* Problem to work on: For the entries below, print exactly the lines between the line holding "pub use mapping::sorted_rows;" and the line holding "pub use phylo::NormalizeOptions;", inclusive, and nothing else.

* Data extracts:
---*---
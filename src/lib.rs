// -------------------------------------
// #![allow(dead_code)]
// #![allow(unused_mut)]
// #![allow(unused_imports)]
// #![allow(unused_variables)]
// #![allow(clippy::type_complexity)]
// #![allow(clippy::too_many_arguments)]
// -------------------------------------

pub mod ancestral;
mod config;
mod mapping;
mod parsers;
mod phylo;
mod reconcile;

pub use config::ConfigError;
pub use config::MatchConfig;
pub use mapping::CorrespondenceMap;
pub use mapping::CorrespondenceRow;
pub use mapping::MatchStatus;
pub use mapping::ReportColumns;
pub use mapping::RewriteStats;
pub use mapping::compare_labels;
pub use mapping::rewrite_file;
pub use mapping::rewrite_labels;
pub use mapping::sorted_rows;
pub use mapping::write_report;
pub use mapping::write_report_file;
pub use parsers::TreeParseError;
pub use parsers::newick::parse_newick;
pub use parsers::newick::write_newick;
pub use phylo::CandidacyRules;
pub use phylo::CladeEntry;
pub use phylo::CladeIndex;
pub use phylo::CladeSignature;
pub use phylo::Node;
pub use phylo::NodeId;
pub use phylo::NodeType;
pub use phylo::NormalizeOptions;
pub use phylo::NormalizeSummary;
pub use phylo::SignatureCollision;
pub use phylo::Tree;
pub use phylo::TreeError;
pub use phylo::normalize_tree;
pub use phylo::strip_numeric_prefix;
pub use phylo::strip_support_suffix;
pub use reconcile::PreparedTree;
pub use reconcile::ReconcileError;
pub use reconcile::ReconcileJob;
pub use reconcile::Reconciliation;
pub use reconcile::prepare_tree;
pub use reconcile::reconcile;
pub use reconcile::reconcile_batch;
pub use reconcile::reconcile_files;
pub use reconcile::reconcile_with_rst;

pub use ancestral::SiteError;

/// Readers for PAML `.rst` reports.
pub mod rst {
    pub use super::parsers::rst::{
        RstError, extract_labelled_tree, internal_node_order,
        node_position, parse_node_sequences,
    };
}
//! Persistent identity
//!
//! The private key lives in `identity.key` as the raw 32-byte seed; the
//! public key and identifier are always re-derived from it on load, never
//! trusted from `identity.json`.

use std::fs;
use std::path::Path;

use serde::{Deserialize, Serialize};
use tracing::{info, warn};

use super::error::StoreResult;
use super::write_atomic;
use crate::crypto::{short_identifier, KeyPair};

/// Private-key file name
pub const KEY_FILE: &str = "identity.key";

/// Identity metadata file name
pub const IDENTITY_FILE: &str = "identity.json";

/// Metadata format version
pub const IDENTITY_VERSION: &str = "2.0";

/// Public identity metadata, safe to share
#[derive(Debug, Clone, PartialEq, Eq, Serialize, Deserialize)]
pub struct IdentityInfo {
    /// Identifier derived from the public key
    pub did: String,
    /// Always `Ed25519`
    pub key_type: String,
    /// RFC 3339 creation time
    #[serde(default)]
    pub created_at: Option<String>,
    /// Metadata format version
    #[serde(default)]
    pub version: String,
}

impl IdentityInfo {
    fn new(did: String) -> Self {
        IdentityInfo {
            did,
            key_type: "Ed25519".to_string(),
            created_at: Some(chrono::Utc::now().to_rfc3339()),
            version: IDENTITY_VERSION.to_string(),
        }
    }
}

/// A loaded or freshly created identity
#[derive(Debug)]
pub struct LoadedIdentity {
    /// Signing keypair
    pub keypair: KeyPair,
    /// Identifier, re-derived from `keypair`
    pub did: String,
    /// Metadata as persisted
    pub info: IdentityInfo,
}

/// Loads or creates the identity in a data directory
pub struct IdentityStore;

impl IdentityStore {
    /// Load the identity in `data_dir`, creating and persisting one if absent
    ///
    /// A missing or unreadable private key counts as absent. Once a key has
    /// been read it is never replaced: failures while repairing its metadata,
    /// like failures while writing a new identity, are returned to the caller.
    pub fn load_or_create(data_dir: &Path) -> StoreResult<LoadedIdentity> {
        fs::create_dir_all(data_dir)?;

        let Some(keypair) = Self::read_key(data_dir) else {
            return Self::create(data_dir);
        };

        let identity = Self::attach_info(data_dir, keypair)?;
        info!(did = %short_identifier(&identity.did), "Loaded existing identity");
        Ok(identity)
    }

    /// Read identity metadata without touching the private key
    pub fn info(data_dir: &Path) -> StoreResult<Option<IdentityInfo>> {
        let path = data_dir.join(IDENTITY_FILE);
        if !path.exists() {
            return Ok(None);
        }
        let json = fs::read_to_string(path)?;
        Ok(Some(serde_json::from_str(&json)?))
    }

    fn read_key(data_dir: &Path) -> Option<KeyPair> {
        let key_path = data_dir.join(KEY_FILE);
        if !key_path.exists() || !data_dir.join(IDENTITY_FILE).exists() {
            return None;
        }

        let seed = match fs::read(&key_path) {
            Ok(seed) => seed,
            Err(e) => {
                warn!(error = %e, "Private key unreadable, generating a new identity");
                return None;
            }
        };
        match KeyPair::from_secret_bytes(&seed) {
            Ok(keypair) => Some(keypair),
            Err(e) => {
                warn!(error = %e, "Private key malformed, generating a new identity");
                None
            }
        }
    }

    /// Pair a loaded key with its metadata, rewriting the metadata if it
    /// is unreadable or names another identifier
    fn attach_info(data_dir: &Path, keypair: KeyPair) -> StoreResult<LoadedIdentity> {
        let did = keypair.identifier();

        let info = match Self::info(data_dir) {
            Ok(Some(info)) if info.did == did => info,
            Ok(Some(info)) => {
                warn!(
                    stored = %short_identifier(&info.did),
                    derived = %short_identifier(&did),
                    "Identity metadata does not match private key, rewriting"
                );
                Self::write_info(data_dir, IdentityInfo { did: did.clone(), ..info })?
            }
            Ok(None) | Err(_) => {
                warn!("Identity metadata unreadable, rewriting from private key");
                Self::write_info(data_dir, IdentityInfo::new(did.clone()))?
            }
        };

        Ok(LoadedIdentity { keypair, did, info })
    }

    fn create(data_dir: &Path) -> StoreResult<LoadedIdentity> {
        info!("Generating new identity");

        let keypair = KeyPair::generate();
        let did = keypair.identifier();

        write_atomic(&data_dir.join(KEY_FILE), keypair.secret_key_bytes(), true)?;
        let info = Self::write_info(data_dir, IdentityInfo::new(did.clone()))?;

        info!(did = %short_identifier(&did), "New identity created");
        Ok(LoadedIdentity { keypair, did, info })
    }

    fn write_info(data_dir: &Path, info: IdentityInfo) -> StoreResult<IdentityInfo> {
        let json = serde_json::to_string_pretty(&info)?;
        write_atomic(&data_dir.join(IDENTITY_FILE), json.as_bytes(), false)?;
        Ok(info)
    }
}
---*---
* Answer space:
pub use mapping::sorted_rows;
pub use mapping::write_report;
pub use mapping::write_report_file;
pub use parsers::TreeParseError;
pub use parsers::newick::parse_newick;
pub use parsers::newick::write_newick;
pub use phylo::CandidacyRules;
pub use phylo::CladeEntry;
pub use phylo::CladeIndex;
pub use phylo::CladeSignature;
pub use phylo::Node;
pub use phylo::NodeId;
pub use phylo::NodeType;
pub use phylo::NormalizeOptions;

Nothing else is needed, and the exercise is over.